For each line below, print it again exactly as shown.

*-*-*

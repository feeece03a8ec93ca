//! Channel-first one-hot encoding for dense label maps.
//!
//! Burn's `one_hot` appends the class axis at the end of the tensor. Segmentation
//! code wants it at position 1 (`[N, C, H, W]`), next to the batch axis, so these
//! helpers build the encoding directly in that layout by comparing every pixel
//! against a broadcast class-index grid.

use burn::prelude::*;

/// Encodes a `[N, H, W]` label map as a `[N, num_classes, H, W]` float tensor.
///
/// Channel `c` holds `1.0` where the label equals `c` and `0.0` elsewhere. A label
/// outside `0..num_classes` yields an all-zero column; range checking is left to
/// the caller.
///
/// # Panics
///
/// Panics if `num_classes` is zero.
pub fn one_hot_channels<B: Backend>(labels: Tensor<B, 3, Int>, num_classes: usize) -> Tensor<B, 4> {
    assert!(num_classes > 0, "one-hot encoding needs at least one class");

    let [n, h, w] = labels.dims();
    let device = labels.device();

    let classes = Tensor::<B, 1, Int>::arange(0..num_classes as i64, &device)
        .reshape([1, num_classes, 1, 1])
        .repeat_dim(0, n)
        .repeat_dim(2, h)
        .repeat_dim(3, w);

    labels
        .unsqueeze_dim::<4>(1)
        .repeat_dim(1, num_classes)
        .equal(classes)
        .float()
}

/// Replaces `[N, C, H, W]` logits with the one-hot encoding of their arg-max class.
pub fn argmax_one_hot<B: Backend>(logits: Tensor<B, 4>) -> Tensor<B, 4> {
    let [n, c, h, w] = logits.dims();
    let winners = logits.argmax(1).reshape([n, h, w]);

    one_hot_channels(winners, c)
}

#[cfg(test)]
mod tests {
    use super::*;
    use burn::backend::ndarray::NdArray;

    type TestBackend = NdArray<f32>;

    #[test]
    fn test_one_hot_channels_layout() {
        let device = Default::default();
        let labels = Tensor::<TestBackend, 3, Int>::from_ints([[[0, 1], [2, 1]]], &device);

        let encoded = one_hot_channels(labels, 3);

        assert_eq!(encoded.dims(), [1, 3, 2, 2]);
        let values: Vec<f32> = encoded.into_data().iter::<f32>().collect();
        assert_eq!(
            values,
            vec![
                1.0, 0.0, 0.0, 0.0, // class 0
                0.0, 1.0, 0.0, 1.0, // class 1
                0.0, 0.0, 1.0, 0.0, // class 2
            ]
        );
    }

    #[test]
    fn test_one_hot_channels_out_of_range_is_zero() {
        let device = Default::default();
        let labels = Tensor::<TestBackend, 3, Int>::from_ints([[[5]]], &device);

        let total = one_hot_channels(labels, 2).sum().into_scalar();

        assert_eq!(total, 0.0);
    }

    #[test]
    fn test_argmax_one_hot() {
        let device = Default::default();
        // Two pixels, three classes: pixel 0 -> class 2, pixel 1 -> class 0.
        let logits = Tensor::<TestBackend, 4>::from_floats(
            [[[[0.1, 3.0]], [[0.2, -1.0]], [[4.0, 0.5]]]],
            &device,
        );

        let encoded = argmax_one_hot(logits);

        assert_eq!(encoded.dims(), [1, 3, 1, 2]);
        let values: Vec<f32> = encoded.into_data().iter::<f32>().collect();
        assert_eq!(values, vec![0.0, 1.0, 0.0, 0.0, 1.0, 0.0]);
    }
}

*-*-*

Solution to the problem:
repository feeece03a8ec93ca
//! Channel-first one-hot encoding for dense label maps.
//!
//! Burn's `one_hot` appends the class axis at the end of the tensor. Segmentation
//! code wants it at position 1 (`[N, C, H, W]`), next to the batch axis, so these
//! helpers build the encoding directly in that layout by comparing every pixel
//! against a broadcast class-index grid.

use burn::prelude::*;

/// Encodes a `[N, H, W]` label map as a `[N, num_classes, H, W]` float tensor.
///
/// Channel `c` holds `1.0` where the label equals `c` and `0.0` elsewhere. A label
/// outside `0..num_classes` yields an all-zero column; range checking is left to
/// the caller.
///
/// # Panics
///
/// Panics if `num_classes` is zero.
pub fn one_hot_channels<B: Backend>(labels: Tensor<B, 3, Int>, num_classes: usize) -> Tensor<B, 4> {
    assert!(num_classes > 0, "one-hot encoding needs at least one class");

    let [n, h, w] = labels.dims();
    let device = labels.device();

    let classes = Tensor::<B, 1, Int>::arange(0..num_classes as i64, &device)
        .reshape([1, num_classes, 1, 1])
        .repeat_dim(0, n)
        .repeat_dim(2, h)
        .repeat_dim(3, w);

    labels
        .unsqueeze_dim::<4>(1)
        .repeat_dim(1, num_classes)
        .equal(classes)
        .float()
}

/// Replaces `[N, C, H, W]` logits with the one-hot encoding of their arg-max class.
pub fn argmax_one_hot<B: Backend>(logits: Tensor<B, 4>) -> Tensor<B, 4> {
    let [n, c, h, w] = logits.dims();
    let winners = logits.argmax(1).reshape([n, h, w]);

    one_hot_channels(winners, c)
}

#[cfg(test)]
mod tests {
    use super::*;
    use burn::backend::ndarray::NdArray;

    type TestBackend = NdArray<f32>;

    #[test]
    fn test_one_hot_channels_layout() {
        let device = Default::default();
        let labels = Tensor::<TestBackend, 3, Int>::from_ints([[[0, 1], [2, 1]]], &device);

        let encoded = one_hot_channels(labels, 3);

        assert_eq!(encoded.dims(), [1, 3, 2, 2]);
        let values: Vec<f32> = encoded.into_data().iter::<f32>().collect();
        assert_eq!(
            values,
            vec![
                1.0, 0.0, 0.0, 0.0, // class 0
                0.0, 1.0, 0.0, 1.0, // class 1
                0.0, 0.0, 1.0, 0.0, // class 2
            ]
        );
    }

    #[test]
    fn test_one_hot_channels_out_of_range_is_zero() {
        let device = Default::default();
        let labels = Tensor::<TestBackend, 3, Int>::from_ints([[[5]]], &device);

        let total = one_hot_channels(labels, 2).sum().into_scalar();

        assert_eq!(total, 0.0);
    }

    #[test]
    fn test_argmax_one_hot() {
        let device = Default::default();
        // Two pixels, three classes: pixel 0 -> class 2, pixel 1 -> class 0.
        let logits = Tensor::<TestBackend, 4>::from_floats(
            [[[[0.1, 3.0]], [[0.2, -1.0]], [[4.0, 0.5]]]],
            &device,
        );

        let encoded = argmax_one_hot(logits);

        assert_eq!(encoded.dims(), [1, 3, 1, 2]);
        let values: Vec<f32> = encoded.into_data().iter::<f32>().collect();
        assert_eq!(values, vec![0.0, 1.0, 0.0, 0.0, 1.0, 0.0]);
    }
}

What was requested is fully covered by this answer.